Economia

Deutsche Bank taglierà 20mila posti

II big tedesco si ridisegna e rinuncia alle mire mondiali. Come cambierà il business

Deutsche Bank taglierà 20mila posti

Rivoluzione in vista per Deutsche Bank. Il consiglio di vigilanza dell'istituto tedesco, che si riunisce oggi, dovrebbe infatti approvare un piano di ristrutturazione imperniato sul taglio di 15-20mila posti di lavoro in 5 anni su una forza lavoro di 100mila persone, un fortissimo ridimensionamento del corporate & investment banking (con un sostanziale depotenziamento della presenza negli Stati Uniti e in Gran Bretagna) e la creazione di una bad bank in cui concentrare 50 miliardi di attivi a rischio.

Se il progetto dell'ad Christian Sewing si concretizzasse, si tratterebbe della più grande riduzione di personale nel settore bancario dai tempi del crac di Lehman Brothers, quando a perdere il posto, in una sola notte, furono 26mila persone. Ma, soprattutto, si tratterebbe di una ritirata strategica dalla prospettiva globale (Deutsche ambiva a diventare concorrente dei colossi Usa come Goldman Sachs e di JpMorgan) per ripiegare su una dimensione più europea se non tedesca. Una scelta obbligata dalle perdite cumulate da 6 miliardi di euro registrate tra il 2012 e il 2018, dagli scandali finanziari (ultimi in ordine di tempo Panama Papers e Den Danske Bank) e dalla scelta di Sewing di tornare alle radici.

I problemi di Deutsche non dovrebbero avere riflessi anche in Italia. Nel nostro Paese l'istituto di Francoforte ha una rete di 4mila dipendenti, 1.300 consulenti finanziari e 620 filiali. E comunque in passato Deutsche Bank Italia ha sempre gestito i tagli con esuberi volontari assieme ai sindacati.

Il maxi-riassetto di Db, però, pone ora una questione di strategica che in prospettiva promette di investire tutto il settore. Le banche italiane sono tradizionalmente più concentrate su un modello retail del quale la grande crisi ha imposto un ripensamento. I due big italiani, Intesa Sanpaolo e Unicredit, hanno però seguito strade diverse. Il gruppo guidato dall'ad Carlo Messina ha tenuto tutte le attività al proprio interno e oggi è una sorta di «boutique» che propone alla clientela un'ampia gamma di servizi tutti «fatti in casa»: dalle assicurazioni fino all'asset management, dalle gestioni patrimoniali fino ai servizi immobiliari. Piazza Gae Aulenti, invece, ha puntato sulle partnership cedendo i servizi in house e concentrandosi su una dimensione retail e corporate più internazionale, puntando su indicazione dell'ad Jean Pierre Mustier su nuove aggregazioni finora rimaste in stand by dopo le «tentazioni» Société Générale e Commerzbank.

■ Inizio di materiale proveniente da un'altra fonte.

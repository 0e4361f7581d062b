//! Mutating order handlers (create, accept, reject, advance, rate)

use std::sync::Arc;

use axum::{
    extract::{Path, State},
    Json,
};

use super::super::state::AppState;
use super::super::types::{
    created, ok, AcceptOrderRequest, ApiResult, CreateOrderRequest, OrderView, RatingRequest,
    RejectOrderRequest, StatusUpdateRequest,
};
use super::helpers::order_view;

/// Create a laundry order
///
/// POST /api/v1/student/orders
#[utoipa::path(
    post,
    path = "/api/v1/student/orders",
    request_body = CreateOrderRequest,
    responses(
        (status = 201, description = "Order created in PENDING", body = OrderView),
        (status = 400, description = "Invalid parameters"),
        (status = 404, description = "Unknown student or personnel")
    ),
    tag = "Student"
)]
pub async fn create_order(
    State(state): State<Arc<AppState>>,
    Json(req): Json<CreateOrderRequest>,
) -> ApiResult<OrderView> {
    tracing::debug!(student_id = req.student_id, "create order request");
    let order = state.service.create(req.into())?;
    created(order_view(&state.service, order))
}

/// Accept a pending order
///
/// POST /api/v1/personnel/orders/{order_id}/accept
#[utoipa::path(
    post,
    path = "/api/v1/personnel/orders/{order_id}/accept",
    params(("order_id" = u64, Path, description = "Order id")),
    request_body = AcceptOrderRequest,
    responses(
        (status = 200, description = "Order accepted", body = OrderView),
        (status = 404, description = "Unknown order or personnel"),
        (status = 409, description = "Order not in PENDING")
    ),
    tag = "Personnel"
)]
pub async fn accept_order(
    State(state): State<Arc<AppState>>,
    Path(order_id): Path<u64>,
    Json(req): Json<AcceptOrderRequest>,
) -> ApiResult<OrderView> {
    let order = state.service.accept(order_id, req.personnel_id)?;
    ok(order_view(&state.service, order))
}

/// Reject a pending order with a reason
///
/// POST /api/v1/personnel/orders/{order_id}/reject
#[utoipa::path(
    post,
    path = "/api/v1/personnel/orders/{order_id}/reject",
    params(("order_id" = u64, Path, description = "Order id")),
    request_body = RejectOrderRequest,
    responses(
        (status = 200, description = "Order rejected", body = OrderView),
        (status = 400, description = "Empty reason"),
        (status = 404, description = "Unknown order"),
        (status = 409, description = "Order not in PENDING")
    ),
    tag = "Personnel"
)]
pub async fn reject_order(
    State(state): State<Arc<AppState>>,
    Path(order_id): Path<u64>,
    Json(req): Json<RejectOrderRequest>,
) -> ApiResult<OrderView> {
    let order = state.service.reject(order_id, &req.reason)?;
    ok(order_view(&state.service, order))
}

/// Advance an order to its next lifecycle stage
///
/// PUT /api/v1/personnel/orders/{order_id}/status
#[utoipa::path(
    put,
    path = "/api/v1/personnel/orders/{order_id}/status",
    params(("order_id" = u64, Path, description = "Order id")),
    request_body = StatusUpdateRequest,
    responses(
        (status = 200, description = "Status advanced", body = OrderView),
        (status = 404, description = "Unknown order"),
        (status = 409, description = "Transition not legal from current state")
    ),
    tag = "Personnel"
)]
pub async fn update_status(
    State(state): State<Arc<AppState>>,
    Path(order_id): Path<u64>,
    Json(req): Json<StatusUpdateRequest>,
) -> ApiResult<OrderView> {
    let order = state.service.advance_status(order_id, req.status)?;
    ok(order_view(&state.service, order))
}

/// Rate a completed order (once, by the ordering student)
///
/// POST /api/v1/student/orders/{order_id}/rating
#[utoipa::path(
    post,
    path = "/api/v1/student/orders/{order_id}/rating",
    params(("order_id" = u64, Path, description = "Order id")),
    request_body = RatingRequest,
    responses(
        (status = 200, description = "Rating recorded", body = OrderView),
        (status = 400, description = "Stars out of range or wrong student"),
        (status = 404, description = "Unknown order"),
        (status = 409, description = "Not DONE yet, or already rated")
    ),
    tag = "Student"
)]
pub async fn rate_order(
    State(state): State<Arc<AppState>>,
    Path(order_id): Path<u64>,
    Json(req): Json<RatingRequest>,
) -> ApiResult<OrderView> {
    let order = state.service.rate(order_id, req.student_id, req.rating)?;
    ok(order_view(&state.service, order))
}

I modelli di business saranno al centro della trattativa sindacale per il rinnovo contrattuale Abi recentemente avviata e che entrerà nella fase clou dopo le ferie estive. Sul tavolo, oltre a un aumento di 200 euro, anche la richiesta di rafforzare l'area contrattuale, ossia ancorare la figura del bancario alle sue prerogative e non a quelle più smart di venditore. Tra gli altri punti che saranno esaminati lo stop alle esternalizzazioni, cioè la cessione di rami d'azienda fuori del perimetro delle holding, e alle «pressioni commerciali», ossia le stringenti politiche di vendita per raggiungere gli obiettivi dei piani industriali. Su quest'ultimo punto Fabi, principale sindacato bancario, è pronta a scendere in piazza con le associazioni dei consumatori.

Non è un caso che il segretario Fabi, Lando Maria Sileoni, abbia salutato la partecipazione del capo dello Stato, Sergio Mattarella, all'assemblea del centenario Abi di venerdì a Milano come un segnale per «restituire la necessaria tutela al settore bancario».